Stored dataset items
+++

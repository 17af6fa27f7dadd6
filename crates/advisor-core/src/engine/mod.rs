//! Motor del ciclo de vida de runs: manager, builder y síntesis del
//! entregable.

pub mod builder;
pub mod core;
pub mod deliverable;

pub use builder::LifecycleBuilder;
pub use self::core::{ExecuteOutcome, InitializedRun, RunLifecycleManager, RunView};
pub use deliverable::{deliverable_title, synthesize_deliverable};
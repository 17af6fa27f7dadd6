//! advisor-adapters: piezas concretas que el core consume por trait.
//!
//! - `TemplateNarrator`: narrador determinista que construye el `reasoning`
//!   de cada paso a partir del contexto (documentos, respuestas, pasos
//!   previos).
//! - `CatalogPlanner`: planes por workflow para los servicios de asesoría
//!   fiscal, con `StandardPlanner` como respaldo.
//! - `LogNotifier`: canal de notificaciones que escribe en el log.

pub mod narrator;
pub mod notifier;
pub mod planner;

pub use narrator::TemplateNarrator;
pub use notifier::LogNotifier;
pub use planner::CatalogPlanner;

+++

**Exercise details:** All entries are to be returned word for word.

**Solution below:**
repository 17af6fa27f7dadd6
filename crates/advisor-core/src/engine/mod.rs
//! Motor del ciclo de vida de runs: manager, builder y síntesis del
//! entregable.

pub mod builder;
pub mod core;
pub mod deliverable;

pub use builder::LifecycleBuilder;
pub use self::core::{ExecuteOutcome, InitializedRun, RunLifecycleManager, RunView};
pub use deliverable::{deliverable_title, synthesize_deliverable};
repository 17af6fa27f7dadd6
//! advisor-adapters: piezas concretas que el core consume por trait.
//!
//! - `TemplateNarrator`: narrador determinista que construye el `reasoning`
//!   de cada paso a partir del contexto (documentos, respuestas, pasos
//!   previos).
//! - `CatalogPlanner`: planes por workflow para los servicios de asesoría
//!   fiscal, con `StandardPlanner` como respaldo.
//! - `LogNotifier`: canal de notificaciones que escribe en el log.

pub mod narrator;
pub mod notifier;
pub mod planner;

pub use narrator::TemplateNarrator;
pub use notifier::LogNotifier;
pub use planner::CatalogPlanner;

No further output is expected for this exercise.